Harvard ha nombrado como nuevo sacerdote de la universidad a Greg Epstein, un ateo. El profesor de Derecho Robert P. George, católico, se ha felicitado por ello. «Por fin Harvard reconoce que el progresismo es una religión y, desde todos los puntos de vista, la religión oficial de la universidad».
El nuevo sacerdote de Harvard, de 44 años, defiende el humanismo secular. «Una filosofía que se centra en la relación entre las personas en vez de en la relación de esas personas con dios«. Greg Epstein cree que existen religiones sin divinidad y en esa confusión va a gastar los próximos años de su vida.
Aunque puede que Epstein no esté tan confusionado como parece.
Epstein es conocido entre los alumnos (y las alumnas) con el apodo de padrino, que es el primer paso hacia el estatuto de brahmán y desde ahí al de dios.

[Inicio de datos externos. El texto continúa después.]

//! Canonical typed values produced by the coercer

use crate::array::NdArray;
use crate::sparse::CooMatrix;
use crate::value::Value;
use serde::Serialize;
use std::fmt;

/// Result of a coercion; the variant is fixed by the group's rule
#[derive(Debug, Clone, PartialEq, Serialize)]
#[serde(tag = "kind", content = "value", rename_all = "snake_case")]
pub enum CoercedValue {
    /// `Index`
    Index(i64),
    /// `Numeric`
    Numeric(f64),
    /// `String`
    Text(String),
    /// `ArrayOfIndex`, at least one axis
    IndexArray(NdArray<i64>),
    /// `ArrayOfArrayOfIndex` as nested lists of integers, at least two levels
    NestedIndexArray(Value),
    /// `Vector`, at least one axis
    Vector(NdArray<f64>),
    /// `Matrix` and the `TensorN` family
    Array(NdArray<f64>),
    /// `Sparse`
    Sparse(CooMatrix),
    /// Groups without a rule
    Passthrough(Value),
}

impl CoercedValue {
    /// Short tag naming the representation
    pub fn kind(&self) -> &'static str {
        match self {
            CoercedValue::Index(_) => "index",
            CoercedValue::Numeric(_) => "numeric",
            CoercedValue::Text(_) => "text",
            CoercedValue::IndexArray(_) => "index_array",
            CoercedValue::NestedIndexArray(_) => "nested_index_array",
            CoercedValue::Vector(_) => "vector",
            CoercedValue::Array(_) => "array",
            CoercedValue::Sparse(_) => "sparse",
            CoercedValue::Passthrough(_) => "passthrough",
        }
    }

    /// Back to a loosely-typed value that coerces to the same result again
    pub fn into_value(self) -> Value {
        match self {
            CoercedValue::Index(n) => Value::Int(n),
            CoercedValue::Numeric(x) => Value::Float(x),
            CoercedValue::Text(s) => Value::Text(s),
            CoercedValue::IndexArray(array) => array.to_nested(),
            CoercedValue::NestedIndexArray(rows) => rows,
            CoercedValue::Vector(array) | CoercedValue::Array(array) => Value::Array(array),
            CoercedValue::Sparse(matrix) => Value::Sparse(matrix),
            CoercedValue::Passthrough(value) => value,
        }
    }

    /// Float array behind `Vector`, `Matrix` and `TensorN` results
    pub fn as_array(&self) -> Option<&NdArray<f64>> {
        match self {
            CoercedValue::Vector(array) | CoercedValue::Array(array) => Some(array),
            _ => None,
        }
    }
}

impl fmt::Display for CoercedValue {
    fn fmt(&self, f: &mut fmt::Formatter<'_>) -> fmt::Result {
        match self {
            CoercedValue::Index(n) => write!(f, "{n}"),
            CoercedValue::Numeric(x) => write!(f, "{}", Value::Float(*x)),
            CoercedValue::Text(s) => write!(f, "{s}"),
            CoercedValue::IndexArray(array) => write!(f, "{array}"),
            CoercedValue::Vector(array) | CoercedValue::Array(array) => write!(f, "{array}"),
            CoercedValue::Sparse(matrix) => write!(f, "{matrix}"),
            CoercedValue::NestedIndexArray(value) | CoercedValue::Passthrough(value) => {
                write!(f, "{value}")
            }
        }
    }
}
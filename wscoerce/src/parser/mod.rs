//! Generic literal parser using lalrpop
//!
//! This is the fallback interpretation of text handed to the coercer:
//! numbers, strings, `True`/`False`/`None` and (possibly nested) lists or
//! tuples. Nothing is ever evaluated; bare names are rejected.

use crate::error::{CoerceError, Result};
use crate::lexer::{Token, tokenize};
use crate::span::Span;
use crate::value::Value;

lalrpop_util::lalrpop_mod!(
    #[allow(clippy::all)]
    grammar
);

/// Deepest bracket nesting accepted in literal text
pub const MAX_NESTING_DEPTH: usize = 200;

/// Failure raised from grammar actions
#[derive(Debug, Clone, PartialEq)]
pub(crate) struct LiteralError {
    pub(crate) message: &'static str,
    pub(crate) span: Span,
}

/// Number with its sign folded but not yet range-checked
#[derive(Debug, Clone, Copy, PartialEq)]
pub(crate) enum SignedNumber {
    Int(i128),
    Float(f64),
}

impl SignedNumber {
    pub(crate) fn negate(self) -> Self {
        match self {
            SignedNumber::Int(n) => SignedNumber::Int(-n),
            SignedNumber::Float(x) => SignedNumber::Float(-x),
        }
    }

    pub(crate) fn into_value(self) -> std::result::Result<Value, &'static str> {
        match self {
            SignedNumber::Int(n) => i64::try_from(n)
                .map(Value::Int)
                .map_err(|_| "integer literal out of range for int64"),
            SignedNumber::Float(x) => Ok(Value::Float(x)),
        }
    }
}

/// Parse literal text into a value
pub fn parse_literal(source: &str) -> Result<Value> {
    let tokens = tokenize(source)?;
    parse(tokens)
}

/// Parse an already tokenized literal
pub fn parse(tokens: Vec<(Token, Span)>) -> Result<Value> {
    check_nesting(&tokens)?;
    let token_iter = tokens
        .into_iter()
        .map(|(tok, span)| (span.start, tok, span.end));

    grammar::LiteralParser::new().parse(token_iter).map_err(|e| {
        use lalrpop_util::ParseError;
        match e {
            ParseError::InvalidToken { location } => {
                CoerceError::parser("invalid token", Span::new(location, location + 1))
            }
            ParseError::UnrecognizedEof { location, .. } => {
                CoerceError::parser("unexpected end of input", Span::point(location))
            }
            ParseError::UnrecognizedToken {
                token: (start, Token::Ident(name), end),
                ..
            } => CoerceError::parser(
                format!("`{name}` is not a literal; names are never evaluated"),
                Span::new(start, end),
            ),
            ParseError::UnrecognizedToken {
                token: (start, tok, end),
                ..
            } => CoerceError::parser(format!("unexpected `{tok}`"), Span::new(start, end)),
            ParseError::ExtraToken {
                token: (start, tok, end),
            } => CoerceError::parser(
                format!("unexpected `{tok}` after complete literal"),
                Span::new(start, end),
            ),
            ParseError::User { error } => CoerceError::parser(error.message, error.span),
        }
    })
}

/// Nested values are built, cloned and dropped recursively, so depth is
/// bounded before any of them exist
fn check_nesting(tokens: &[(Token, Span)]) -> Result<()> {
    let mut depth = 0usize;
    for (tok, span) in tokens {
        match tok {
            Token::LBracket | Token::LParen => {
                depth += 1;
                if depth > MAX_NESTING_DEPTH {
                    return Err(CoerceError::parser(
                        format!("too deeply nested: more than {MAX_NESTING_DEPTH} levels of brackets"),
                        *span,
                    ));
                }
            }
            Token::RBracket | Token::RParen => depth = depth.saturating_sub(1),
            _ => {}
        }
    }
    Ok(())
}
//! REPL (Read-Eval-Print Loop) for trying out coercions

use crate::coerce::Coercer;
use crate::error::report_error;
use crate::group::GroupId;
use crate::host::HostTables;
use crate::value::Value;
use rustyline::error::ReadlineError;
use rustyline::{DefaultEditor, Result as RlResult};
use std::path::PathBuf;

const PROMPT: &str = "wsv> ";
const HISTORY_FILE: &str = ".wscoerce_history";

/// What a line of input asks for
#[derive(Debug, PartialEq)]
enum Input<'a> {
    Command(&'a str),
    Coerce { group: GroupId, text: &'a str },
    Invalid(&'static str),
}

/// Split `<group> <literal>`; the group may be a name or a numeric index
fn parse_input(line: &str) -> Input<'_> {
    if line.starts_with(':') {
        return Input::Command(line);
    }
    let Some((group, text)) = line.split_once(char::is_whitespace) else {
        return Input::Invalid("expected `<group> <value>`");
    };
    let text = text.trim();
    if text.is_empty() {
        return Input::Invalid("missing value after group");
    }
    let group = match group.parse::<usize>() {
        Ok(index) => GroupId::Index(index),
        Err(_) => GroupId::from(group),
    };
    Input::Coerce { group, text }
}

/// REPL state
pub struct Repl<'h> {
    editor: DefaultEditor,
    coercer: Coercer<'h>,
    history_path: Option<PathBuf>,
}

impl<'h> Repl<'h> {
    /// Create a new REPL over a host session
    pub fn new(host: &'h HostTables) -> RlResult<Self> {
        let editor = DefaultEditor::new()?;
        let history_path = dirs_home().map(|h| h.join(HISTORY_FILE));

        let mut repl = Repl {
            editor,
            coercer: Coercer::new(host),
            history_path,
        };

        if let Some(ref path) = repl.history_path {
            let _ = repl.editor.load_history(path);
        }

        Ok(repl)
    }

    /// Run the REPL
    pub fn run(&mut self) -> RlResult<()> {
        println!("wscoerce {}", env!("CARGO_PKG_VERSION"));
        println!("Enter `<group> <value>`, :help for help, :quit to exit.\n");

        loop {
            match self.editor.readline(PROMPT) {
                Ok(line) => {
                    let line = line.trim();
                    if line.is_empty() {
                        continue;
                    }
                    let _ = self.editor.add_history_entry(line);
                    if self.handle_line(line) {
                        break;
                    }
                }
                Err(ReadlineError::Interrupted) => {
                    println!("^C");
                    continue;
                }
                Err(ReadlineError::Eof) => break,
                Err(err) => {
                    eprintln!("Error: {err}");
                    break;
                }
            }
        }

        if let Some(ref path) = self.history_path {
            let _ = self.editor.save_history(path);
        }

        Ok(())
    }

    /// Returns true when the REPL should exit
    fn handle_line(&mut self, line: &str) -> bool {
        match parse_input(line) {
            Input::Command(cmd) => self.handle_command(cmd),
            Input::Coerce { group, text } => {
                match self.coercer.coerce(&group, Value::Text(text.to_string())) {
                    Ok(coerced) => println!("{}: {coerced}", coerced.kind()),
                    Err(err) => report_error("<repl>", text, &err),
                }
                false
            }
            Input::Invalid(reason) => {
                eprintln!("{reason}");
                false
            }
        }
    }

    /// Handle REPL commands (starting with :)
    fn handle_command(&mut self, cmd: &str) -> bool {
        match cmd {
            ":quit" | ":q" | ":exit" => true,
            ":help" | ":h" | ":?" => {
                self.print_help();
                false
            }
            ":groups" => {
                for (i, group) in self.coercer.host().groups().iter().enumerate() {
                    println!("{i:>4}  {}", group.name);
                }
                false
            }
            _ => {
                println!("Unknown command: {cmd}");
                println!("Type :help for help.");
                false
            }
        }
    }

    fn print_help(&self) {
        println!("Commands:");
        println!("  :help, :h, :?   Show this help");
        println!("  :groups         List the group table with indices");
        println!("  :quit, :q       Exit the REPL");
        println!();
        println!("Coercions:");
        println!("  Vector [1, 2, 3]");
        println!("  Index 42");
        println!("  Tensor3 [[1.0, 2.0]]");
        println!("  10 [[1, 2], [3, 4]]     (group by table index)");
    }
}

/// Get home directory
fn dirs_home() -> Option<PathBuf> {
    #[cfg(windows)]
    {
        std::env::var("USERPROFILE").ok().map(PathBuf::from)
    }
    #[cfg(not(windows))]
    {
        std::env::var("HOME").ok().map(PathBuf::from)
    }
}

#[cfg(test)]
mod tests {
    use super::*;

    #[test]
    fn test_parse_input_named_group() {
        assert_eq!(
            parse_input("Vector [1, 2]"),
            Input::Coerce {
                group: GroupId::from("Vector"),
                text: "[1, 2]"
            }
        );
    }

    #[test]
    fn test_parse_input_indexed_group() {
        assert_eq!(
            parse_input("3\t 7"),
            Input::Coerce {
                group: GroupId::Index(3),
                text: "7"
            }
        );
    }

    #[test]
    fn test_parse_input_command() {
        assert_eq!(parse_input(":groups"), Input::Command(":groups"));
    }

    #[test]
    fn test_parse_input_missing_value() {
        assert!(matches!(parse_input("Vector"), Input::Invalid(_)));
        assert!(matches!(parse_input("Vector   "), Input::Invalid(_)));
    }
}
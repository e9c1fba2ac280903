//! Name-keyed catalogs over the host metadata tables
//!
//! A catalog joins a name-to-index map against an index-keyed table so that
//! each name maps straight to its record. Catalogs borrow from the
//! [`HostTables`] they were built from and cannot change after construction.

use crate::error::{CoerceError, Result};
use crate::host::{HostTables, MethodRecord, VariableRecord};
use std::collections::HashMap;
use tracing::debug;

/// Immutable name-to-record mapping
#[derive(Debug, Clone)]
pub struct Catalog<'h, T> {
    table: &'static str,
    entries: HashMap<&'h str, &'h T>,
}

impl<'h, T> Catalog<'h, T> {
    pub fn get(&self, name: &str) -> Option<&'h T> {
        self.entries.get(name).copied()
    }

    /// Like [`get`](Self::get), failing with a suggestion for unknown names.
    /// Equally close candidates resolve to the lexically first.
    pub fn lookup(&self, name: &str) -> Result<&'h T> {
        self.get(name)
            .ok_or_else(|| CoerceError::unknown_name(self.table, name, self.names()))
    }

    pub fn contains(&self, name: &str) -> bool {
        self.entries.contains_key(name)
    }

    pub fn len(&self) -> usize {
        self.entries.len()
    }

    pub fn is_empty(&self) -> bool {
        self.entries.is_empty()
    }

    /// Names in lexical order
    pub fn names(&self) -> Vec<&'h str> {
        let mut names: Vec<&'h str> = self.entries.keys().copied().collect();
        names.sort_unstable();
        names
    }

    pub fn iter(&self) -> impl Iterator<Item = (&'h str, &'h T)> + '_ {
        self.entries.iter().map(|(name, record)| (*name, *record))
    }
}

fn join<'h, T>(
    table: &'static str,
    index: &'h HashMap<String, usize>,
    records: &'h [T],
) -> Result<Catalog<'h, T>> {
    let entries = index
        .iter()
        .map(|(name, &i)| {
            records
                .get(i)
                .map(|record| (name.as_str(), record))
                .ok_or_else(|| CoerceError::lookup(table, i, records.len()))
        })
        .collect::<Result<HashMap<_, _>>>()?;
    debug!(table, entries = entries.len(), "built catalog");
    Ok(Catalog { table, entries })
}

/// Method name to method metadata
pub fn build_method_catalog(host: &HostTables) -> Result<Catalog<'_, MethodRecord>> {
    join("method", host.method_index(), host.methods())
}

/// Variable name to variable metadata
pub fn build_variable_catalog(host: &HostTables) -> Result<Catalog<'_, VariableRecord>> {
    join("variable", host.variable_index(), host.variables())
}

/// Declared name of the variable at `index`
pub fn variable_name(host: &HostTables, index: usize) -> Result<&str> {
    host.variables()
        .get(index)
        .map(|v| v.name.as_str())
        .ok_or_else(|| CoerceError::lookup("variable", index, host.variables().len()))
}

#[cfg(test)]
mod tests {
    use super::*;
    use crate::host::GroupRecord;

    fn host() -> HostTables {
        HostTables::from_toml_str(
            r#"
[[variables]]
name = "f_grid"
group = "Vector"

[[variables]]
name = "iy"
group = "Matrix"

[[variables]]
name = "stokes_dim"
group = "Index"

[[methods]]
name = "yCalc"

[[methods]]
name = "iyCalc"
"#,
        )
        .unwrap()
    }

    #[test]
    fn test_variable_catalog_covers_every_name() {
        let host = host();
        let catalog = build_variable_catalog(&host).unwrap();
        assert_eq!(catalog.len(), host.variable_index().len());
        for name in host.variable_index().keys() {
            assert_eq!(catalog.lookup(name).unwrap().name, *name);
        }
    }

    #[test]
    fn test_method_catalog() {
        let host = host();
        let catalog = build_method_catalog(&host).unwrap();
        assert_eq!(catalog.names(), vec!["iyCalc", "yCalc"]);
        assert!(catalog.contains("yCalc"));
        assert!(catalog.get("xCalc").is_none());
    }

    #[test]
    fn test_lookup_suggests_close_name() {
        let host = host();
        let catalog = build_variable_catalog(&host).unwrap();
        let err = catalog.lookup("f_grd").unwrap_err();
        assert!(err.is_lookup());
        assert!(err.to_string().contains("did you mean `f_grid`?"));
    }

    #[test]
    fn test_lookup_hint_is_deterministic_on_ties() {
        let host = HostTables::from_toml_str(
            r#"
[[methods]]
name = "ySet"

[[methods]]
name = "xSet"

[[methods]]
name = "wSet"
"#,
        )
        .unwrap();
        let catalog = build_method_catalog(&host).unwrap();
        let err = catalog.lookup("zSet").unwrap_err();
        assert!(err.to_string().ends_with("(did you mean `wSet`?)"));
    }

    #[test]
    fn test_variable_name_matches_catalog() {
        let host = host();
        let catalog = build_variable_catalog(&host).unwrap();
        for i in 0..host.variables().len() {
            let name = variable_name(&host, i).unwrap();
            assert!(std::ptr::eq(catalog.lookup(name).unwrap(), &host.variables()[i]));
        }
    }

    #[test]
    fn test_variable_name_out_of_range() {
        let host = host();
        let err = variable_name(&host, 3).unwrap_err();
        assert_eq!(err, CoerceError::lookup("variable", 3, 3));
    }

    #[test]
    fn test_join_rejects_dangling_index() {
        let groups = vec![GroupRecord {
            name: "Index".to_string(),
            description: String::new(),
        }];
        let method_index = HashMap::from([("ghost".to_string(), 4)]);
        let host = HostTables::from_raw_parts(groups, vec![], vec![], HashMap::new(), method_index);
        let err = build_method_catalog(&host).unwrap_err();
        assert_eq!(err, CoerceError::lookup("method", 4, 0));
        assert!(build_variable_catalog(&host).unwrap().is_empty());
    }

    #[test]
    fn test_catalog_iter() {
        let host = host();
        let catalog = build_method_catalog(&host).unwrap();
        let mut pairs: Vec<_> = catalog.iter().map(|(name, m)| (name, m.name.as_str())).collect();
        pairs.sort();
        assert_eq!(pairs, vec![("iyCalc", "iyCalc"), ("yCalc", "yCalc")]);
    }
}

A fin de cuentas, si la relación con dios no importa y todo se apaña a nivel terrenal «entre las personas», como en un Tinder de la espiritualidad, ¿por qué no convertirte tú mismo en el dios de tus acólitos?
Y es que si la especie humana está programada evolutivamente para creer y para adorar a un ente superior, sólo hace falta eliminar de la ecuación a ese ente superior para que todo ese potencial adorativo recale en un tercero. Es decir, en ti. ¡Que no se derroche una sola gota de veneración!
Epstein, en fin, ha llegado a la misma conclusión a la que llegó el socialismo tras su derrumbe histórico en 1989: el muerto al hoyo y el vivo, al dogma.
Otras opciones con potencial para convertirte en el receptáculo de todo esa electricidad espiritual de los alumnos (y las alumnas) son las de profesor de yoga, cantautor concienciado, aliado feminista y filósofo estructuralista. Pero el puesto de sacerdote de Harvard no sólo está mejor remunerado que todas ellas, sino que permite un amplio margen de acción en la gestión de las 20 religiones que existen en la universidad.
[¿Y quién en su sano juicio rechazaría la posibilidad de convertirse en el Hugh Hefner de esa Mansión Playboy de la espiritualidad que es una universidad con 20 religiones?].
Pero el que ha hilado fino aquí es Robert P. George, el católico del primer párrafo.
Porque lo cierto es que no existen diferencias de relevancia entre la fe en la Santísima Trinidad y la creencia en dogmas como el de la existencia de géneros distintos del sexo biológico, el de la interseccionalidad, el del heteropatriarcado o el de esa multiculturalidad que se interpreta como disponibilidad de una amplia oferta de restaurantes de comida exótica en Malasaña y no como lo que es en realidad: distintas opiniones (incompatibles entre sí) acerca de qué grado de violencia es aceptable para la imposición de tus valores del siglo VII a los ciudadanos del siglo XXI.
El progresismo, ya saben, juzga las nuevas religiones (laicas o no) por la mejor de sus promesas. Yo, de natural precavido, las juzgo por el peor de sus resultados.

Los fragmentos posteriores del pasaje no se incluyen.